Work required: Find the line with "config > default" in the records below. Copy it and every line after it, up to and including the line with "let mut session".

:: Data supplied ::

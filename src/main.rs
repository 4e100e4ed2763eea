use std::io::{self, Write};
use std::rc::Rc;

use anyhow::{Context, Result};
use clap::Parser;
use clap::builder::PossibleValuesParser;

mod characters;
mod cmd;
mod config;
mod domain;
mod grammar;
mod session;
mod systems;
mod tree;
mod utils;

use characters::CharacterStore;
use grammar::Grammar;
use session::Session;
use session::editor::RustylineEditor;
use utils::output::{Color, color};

/// gamagama - a Game Master tool for tabletop RPGs.
///
/// One command tree, two ways in:
///   gg                       interactive shell with a navigable cursor
///   gg <command> [args...]   run one command and exit
///
/// Interactive shell:
///   roll 3d6!+2              commands are found from the cursor upwards
///   system                   enter a group (prompt shows the path)
///   system rolemaster        enter a domain and make an item active
///   ..  /                    up one level / back to the root
///   help [path...]           command tree or a command's description
///
/// Global flags:
///   -v / -vv        Increase verbosity
///   -q / --quiet    Errors only
///   --system NAME   Game system (overrides the config file)
///
/// Config (first found): ~/.config/gg-cli/config.yaml, ~/.gg-cli.yaml
#[derive(Parser, Debug)]
#[command(
    name = "gg",
    about = "A Game Master Game Manager for tabletop RPGs.",
    disable_help_flag = true,
    disable_version_flag = true
)]
pub struct Cli {
    /// Increase verbosity (-v, -vv)
    #[arg(short, long, action = clap::ArgAction::Count)]
    verbose: u8,

    /// Silence all non-error output
    #[arg(short, long)]
    quiet: bool,

    /// The game system to use
    #[arg(long, value_name = "NAME", value_parser = PossibleValuesParser::new(systems::system_names()))]
    system: Option<String>,

    /// Command path and arguments; omit for the interactive shell
    #[arg(trailing_var_arg = true, allow_hyphen_values = true)]
    command: Vec<String>,
}

fn main() -> Result<()> {
    let cli = Cli::parse();

    // Initialize logging
    let level = utils::derive_level(cli.verbose, cli.quiet);
    utils::init_logging(level);

    let mut config = config::load_config();
    config.validate(&systems::system_names());

    // CLI flag > config > default
    let system_name = cli
        .system
        .clone()
        .or_else(|| config.core.system.clone())
        .unwrap_or_else(|| systems::DEFAULT_SYSTEM.to_string());
    let system = systems::create_system(&system_name).with_context(|| {
        format!(
            "System '{system_name}' not found. Available: {}",
            systems::system_names().join(", ")
        )
    })?;
    log_info!("using system '{system_name}'");

    let tree = cmd::build_tree().context("failed to register commands")?;
    log_debug!("registered {} nodes", tree.len());

    let store = config
        .characters
        .dir
        .clone()
        .map(CharacterStore::new)
        .unwrap_or_default();
    log_debug!("character store at {}", store.base_dir().display());
    let mut session = Session::with_store(tree.root(), system, store);

    if cli.command.is_empty() {
        run_interactive(Rc::new(tree), &mut session)
    } else {
        run_single_shot(&tree, &mut session, cli.command)
    }
}

fn run_single_shot(tree: &cmd::CommandTree, session: &mut Session, tokens: Vec<String>) -> Result<()> {
    let mut grammar = Grammar::build(tree);
    let args = std::iter::once(grammar::BIN_NAME.to_string())
        .chain(tokens)
        .collect();
    let mut stdout = io::stdout();
    grammar.run(tree, session, args, &mut stdout)?;
    stdout.flush()?;
    Ok(())
}

fn run_interactive(tree: Rc<cmd::CommandTree>, session: &mut Session) -> Result<()> {
    let mut editor = RustylineEditor::new(Rc::clone(&tree))?;
    let mut stdout = io::stdout();

    let banner = format!("Welcome to gamagama! (System: {})", session.system.name());
    writeln!(stdout, "{}", color(Color::Bold, banner))?;
    writeln!(stdout, "Type 'quit' to exit.")?;

    session::repl::run(&tree, session, &mut editor, &mut stdout)?;
    stdout.flush()?;
    Ok(())
}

:::

Solved problem:
    // CLI flag > config > default
    let system_name = cli
        .system
        .clone()
        .or_else(|| config.core.system.clone())
        .unwrap_or_else(|| systems::DEFAULT_SYSTEM.to_string());
    let system = systems::create_system(&system_name).with_context(|| {
        format!(
            "System '{system_name}' not found. Available: {}",
            systems::system_names().join(", ")
        )
    })?;
    log_info!("using system '{system_name}'");

    let tree = cmd::build_tree().context("failed to register commands")?;
    log_debug!("registered {} nodes", tree.len());

    let store = config
        .characters
        .dir
        .clone()
        .map(CharacterStore::new)
        .unwrap_or_default();
    log_debug!("character store at {}", store.base_dir().display());
    let mut session = Session::with_store(tree.root(), system, store);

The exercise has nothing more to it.